To do – The following data has a line with "self.books.explain(&filter).await" and a line with "where F: Fn(&str)". Write out exactly those lines and all the lines between them.
--- Provided records Enclosed Below ---
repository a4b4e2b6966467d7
pub mod domain;
pub mod factory;
pub mod repository;
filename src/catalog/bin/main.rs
use bookstore::books::factory::create_book_collection;
use bookstore::catalog::demo::run_queries;
use bookstore::catalog::factory::create_catalog_queries;
use bookstore::core::domain::Configuration;
use bookstore::core::library::CatalogError;
use bookstore::utils::mongo::{setup_tracing, MongoSession};

#[tokio::main]
async fn main() -> Result<(), CatalogError> {
    setup_tracing();

    let config = Configuration::from_env()?;
    let session = MongoSession::connect(&config).await.map_err(|err| {
        tracing::error!(error = %err, "failed to connect to mongodb");
        err
    })?;

    let queries = create_catalog_queries(create_book_collection(&session));
    let res = run_queries(queries.as_ref(), &config.demo).await;
    if let Err(ref err) = res {
        tracing::error!(error = %err, retryable = err.retryable(), "error during mongodb operations");
    }

    // released on success and on failure
    drop(queries);
    session.close().await;
    res.map(|report| {
        tracing::info!(steps = report.steps.len(), "walkthrough complete");
    })
}
#[async_trait]
impl BookCatalogQueries for BookCatalogQueriesImpl {
    async fn find_by_genre(&self, genre: &str) -> CatalogResult<EntityStream<Book>> {
        let genre = require_text("genre", genre)?;
        self.find_books(BookFilter::with(Condition::Genre(genre)), QueryOptions::default()).await
    }

    async fn find_published_after(&self, year: i32) -> CatalogResult<EntityStream<Book>> {
        self.find_books(BookFilter::with(Condition::PublishedAfter(year)), QueryOptions::default()).await
    }

    async fn find_by_author(&self, author: &str) -> CatalogResult<EntityStream<Book>> {
        let author = require_text("author", author)?;
        self.find_books(BookFilter::with(Condition::Author(author)), QueryOptions::default()).await
    }

    async fn update_price(&self, id: &str, new_price: f64) -> CatalogResult<MutationOutcome> {
        let book_id = BookId::parse(id)?;
        if !new_price.is_finite() || new_price < 0.0 {
            return Err(CatalogError::validation(
                format!("price must be a non-negative amount, got {}", new_price).as_str(),
                Some("InvalidPrice".to_string())));
        }
        let outcome = self.books.update_one(
            &BookFilter::with(Condition::Id(book_id)), &BookUpdate::SetPrice(new_price)).await?;
        if !outcome.found() {
            tracing::warn!(book_id = %book_id, "no book to update");
        }
        Ok(outcome)
    }

    async fn delete_by_title(&self, title: &str) -> CatalogResult<MutationOutcome> {
        let title = require_text("title", title)?;
        let outcome = self.books.delete_one(&BookFilter::with(Condition::Title(title.to_string()))).await?;
        if !outcome.found() {
            tracing::warn!(title = %title, "no book to delete");
        }
        Ok(outcome)
    }

    async fn find_in_stock_after(&self, year: i32) -> CatalogResult<EntityStream<Book>> {
        let filter = BookFilter::with(Condition::InStock(true))
            .and(Condition::PublishedAfter(year));
        self.find_books(filter, QueryOptions::default()).await
    }

    async fn find_projected(&self, year_bound: i32, fields: &[&str]) -> CatalogResult<EntityStream<BookProjection>> {
        let mut projection: Vec<BookField> = Vec::new();
        for name in fields {
            let field = BookField::parse(name)?;
            if !PROJECTABLE_FIELDS.contains(&field) {
                return Err(CatalogError::validation(
                    format!("field {} cannot be projected, expected title, author or price", field).as_str(),
                    Some("UnsupportedProjection".to_string())));
            }
            if !projection.contains(&field) {
                projection.push(field);
            }
        }
        if projection.is_empty() {
            return Err(CatalogError::validation("projection needs at least one field", Some("EmptyProjection".to_string())));
        }
        let filter = BookFilter::with(Condition::InStock(true))
            .and(Condition::PublishedBefore(year_bound));
        let options = QueryOptions { projection: Some(projection), ..QueryOptions::default() };
        let docs = self.books.find(&filter, &options).await?;
        Ok(decode_stream(docs))
    }

    async fn sort_by_price(&self, ascending: bool) -> CatalogResult<EntityStream<Book>> {
        let options = QueryOptions::sorted(BookField::Price, SortOrder::from_ascending(ascending));
        self.find_books(BookFilter::all(), options).await
    }

    async fn paginate(&self, page: u64, page_size: u64) -> CatalogResult<EntityStream<Book>> {
        if page < 1 || page_size < 1 {
            return Err(CatalogError::validation(
                format!("page {} and page size {} must both be at least 1", page, page_size).as_str(),
                Some("InvalidPage".to_string())));
        }
        let skip = (page - 1).checked_mul(page_size).ok_or_else(|| CatalogError::validation(
            format!("page {} of size {} is out of range", page, page_size).as_str(), Some("InvalidPage".to_string())))?;
        let limit = i64::try_from(page_size).map_err(|_| CatalogError::validation(
            format!("page size {} is out of range", page_size).as_str(), Some("InvalidPage".to_string())))?;
        // _id order follows insertion so consecutive pages neither overlap nor skip
        let mut options = QueryOptions::sorted(BookField::Id, SortOrder::Ascending);
        options.skip = Some(skip);
        options.limit = Some(limit);
        self.find_books(BookFilter::all(), options).await
    }

    async fn count_books(&self) -> CatalogResult<u64> {
        self.books.count(&BookFilter::all()).await
    }

    async fn average_price_by_genre(&self) -> CatalogResult<BTreeMap<String, f64>> {
        let rows = self.aggregate_rows(Pipeline::new()
            .then(Stage::Group { key: GroupKey::Field(BookField::Genre), accumulator: Accumulator::Average(BookField::Price) })
        ).await?;
        let mut averages = BTreeMap::new();
        for row in rows {
            let genre = row.get_str("_id").map_err(|err| CatalogError::serialization(
                format!("genre group without a genre: {}", err).as_str()))?;
            let average = group_value(&row, bson_number)?;
            averages.insert(genre.to_string(), average);
        }
        Ok(averages)
    }

    async fn author_with_most_books(&self) -> CatalogResult<Option<AuthorCount>> {
        let rows = self.aggregate_rows(Pipeline::new()
            .then(Stage::Group { key: GroupKey::Field(BookField::Author), accumulator: Accumulator::Count })
            .then(Stage::SortByValue(SortOrder::Descending))
            .then(Stage::Limit(1))
        ).await?;
        match rows.first() {
            Some(row) => {
                let author = row.get_str("_id").map_err(|err| CatalogError::serialization(
                    format!("author group without an author: {}", err).as_str()))?;
                Ok(Some(AuthorCount {
                    author: author.to_string(),
                    book_count: group_value(row, bson_count)?,
                }))
            }
            None => Ok(None),
        }
    }

    async fn books_by_decade(&self) -> CatalogResult<BTreeMap<i32, u64>> {
        let rows = self.aggregate_rows(Pipeline::new()
            .then(Stage::Group { key: GroupKey::Decade, accumulator: Accumulator::Count })
        ).await?;
        let mut decades = BTreeMap::new();
        for row in rows {
            let decade = row.get("_id").and_then(bson_number).ok_or_else(|| CatalogError::serialization(
                format!("decade group without a numeric decade: {}", row).as_str()))?;
            decades.insert(decade as i32, group_value(&row, bson_count)?);
        }
        Ok(decades)
    }

    async fn ensure_title_index(&self) -> CatalogResult<String> {
        self.books.create_index(&title_index_spec()).await
    }

    async fn ensure_author_year_index(&self) -> CatalogResult<String> {
        self.books.create_index(&author_year_index_spec()).await
    }

    async fn drop_index(&self, name: &str) -> CatalogResult<()> {
        let name = require_text("index name", name)?;
        self.books.drop_index(name.as_str()).await
    }

    async fn drop_index_if_exists(&self, name: &str) -> CatalogResult<bool> {
        match self.drop_index(name).await {
            Ok(()) => Ok(true),
            Err(CatalogError::IndexNotFound { .. }) => Ok(false),
            Err(err) => Err(err),
        }
    }

    async fn list_indexes(&self) -> CatalogResult<Vec<String>> {
        self.books.list_index_names().await
    }

    async fn explain_query(&self, author: &str, year: i32) -> CatalogResult<ExecutionStats> {
        let author = require_text("author", author)?;
        let filter = BookFilter::with(Condition::Author(author))
            .and(Condition::PublishedIn(year));
        self.books.explain(&filter).await
    }
}
use serde::{Deserialize, Serialize};
use crate::core::library::{CatalogError, CatalogResult};

const DEFAULT_MONGO_URI: &str = "mongodb://localhost:27017";
const DEFAULT_DATABASE: &str = "plp_bookstore";
const DEFAULT_COLLECTION: &str = "books";
const DEFAULT_APP_NAME: &str = "catalog-queries";

// Configuration abstracts the connection and demo options of the catalog
#[derive(Debug, PartialEq, Serialize, Deserialize, Clone)]
pub struct Configuration {
    pub mongo_uri: String,
    pub database_name: String,
    pub collection_name: String,
    pub server_selection_timeout_secs: u64,
    pub app_name: String,
    pub demo: DemoOptions,
}

// DemoOptions controls the mutating steps of the query walkthrough
#[derive(Debug, PartialEq, Serialize, Deserialize, Clone)]
pub struct DemoOptions {
    pub price_update_id: Option<String>,
    pub new_price: f64,
    pub run_mutations: bool,
}

impl Default for DemoOptions {
    fn default() -> Self {
        DemoOptions {
            price_update_id: None,
            new_price: 20.99,
            run_mutations: false,
        }
    }
}

impl Configuration {
    pub fn new(mongo_uri: &str) -> Self {
        Configuration {
            mongo_uri: mongo_uri.to_string(),
            database_name: DEFAULT_DATABASE.to_string(),
            collection_name: DEFAULT_COLLECTION.to_string(),
            server_selection_timeout_secs: 5,
            app_name: DEFAULT_APP_NAME.to_string(),
            demo: DemoOptions::default(),
        }
    }

    /// Loads configuration from the process environment, reading `.env` first
    /// when one exists.
    pub fn from_env() -> CatalogResult<Self> {
        // a missing .env file is not an error
        let _ = dotenvy::dotenv();
        Self::from_lookup(|key| std::env::var(key).ok())
    }

    pub fn from_lookup<F>(lookup: F) -> CatalogResult<Self>
        where F: Fn(&str) -> Option<String> {
        let non_empty = |key: &str| lookup(key).map(|v| v.trim().to_string()).filter(|v| !v.is_empty());

        let mut config = Configuration::new(
            non_empty("MONGO_URI").unwrap_or(DEFAULT_MONGO_URI.to_string()).as_str());
        if let Some(database) = non_empty("BOOKSTORE_DATABASE") {
            config.database_name = database;
        }
        if let Some(collection) = non_empty("BOOKSTORE_COLLECTION") {
            config.collection_name = collection;
        }
        if let Some(timeout) = non_empty("BOOKSTORE_SERVER_SELECTION_TIMEOUT_SECS") {
            config.server_selection_timeout_secs = timeout.parse::<u64>().map_err(|err| CatalogError::validation(
                format!("invalid BOOKSTORE_SERVER_SELECTION_TIMEOUT_SECS {:?}: {}", timeout, err).as_str(), None))?;
        }
        config.demo.price_update_id = non_empty("BOOKSTORE_PRICE_UPDATE_ID");
        if let Some(price) = non_empty("BOOKSTORE_NEW_PRICE") {
            config.demo.new_price = price.parse::<f64>().map_err(|err| CatalogError::validation(
                format!("invalid BOOKSTORE_NEW_PRICE {:?}: {}", price, err).as_str(), None))?;
        }
        if let Some(flag) = non_empty("BOOKSTORE_RUN_MUTATIONS") {
            config.demo.run_mutations = match flag.to_lowercase().as_str() {
                "1" | "true" | "yes" => true,
                "0" | "false" | "no" => false,
                other => {
                    return Err(CatalogError::validation(
                        format!("invalid BOOKSTORE_RUN_MUTATIONS {:?}", other).as_str(), None));
                }
            };
        }
        Ok(config)
    }
}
--- End of Enclosed Provided records ---
Result for this exercise –
        self.books.explain(&filter).await
    }
}
use serde::{Deserialize, Serialize};
use crate::core::library::{CatalogError, CatalogResult};

const DEFAULT_MONGO_URI: &str = "mongodb://localhost:27017";
const DEFAULT_DATABASE: &str = "plp_bookstore";
const DEFAULT_COLLECTION: &str = "books";
const DEFAULT_APP_NAME: &str = "catalog-queries";

// Configuration abstracts the connection and demo options of the catalog
#[derive(Debug, PartialEq, Serialize, Deserialize, Clone)]
pub struct Configuration {
    pub mongo_uri: String,
    pub database_name: String,
    pub collection_name: String,
    pub server_selection_timeout_secs: u64,
    pub app_name: String,
    pub demo: DemoOptions,
}

// DemoOptions controls the mutating steps of the query walkthrough
#[derive(Debug, PartialEq, Serialize, Deserialize, Clone)]
pub struct DemoOptions {
    pub price_update_id: Option<String>,
    pub new_price: f64,
    pub run_mutations: bool,
}

impl Default for DemoOptions {
    fn default() -> Self {
        DemoOptions {
            price_update_id: None,
            new_price: 20.99,
            run_mutations: false,
        }
    }
}

impl Configuration {
    pub fn new(mongo_uri: &str) -> Self {
        Configuration {
            mongo_uri: mongo_uri.to_string(),
            database_name: DEFAULT_DATABASE.to_string(),
            collection_name: DEFAULT_COLLECTION.to_string(),
            server_selection_timeout_secs: 5,
            app_name: DEFAULT_APP_NAME.to_string(),
            demo: DemoOptions::default(),
        }
    }

    /// Loads configuration from the process environment, reading `.env` first
    /// when one exists.
    pub fn from_env() -> CatalogResult<Self> {
        // a missing .env file is not an error
        let _ = dotenvy::dotenv();
        Self::from_lookup(|key| std::env::var(key).ok())
    }

    pub fn from_lookup<F>(lookup: F) -> CatalogResult<Self>
        where F: Fn(&str) -> Option<String> {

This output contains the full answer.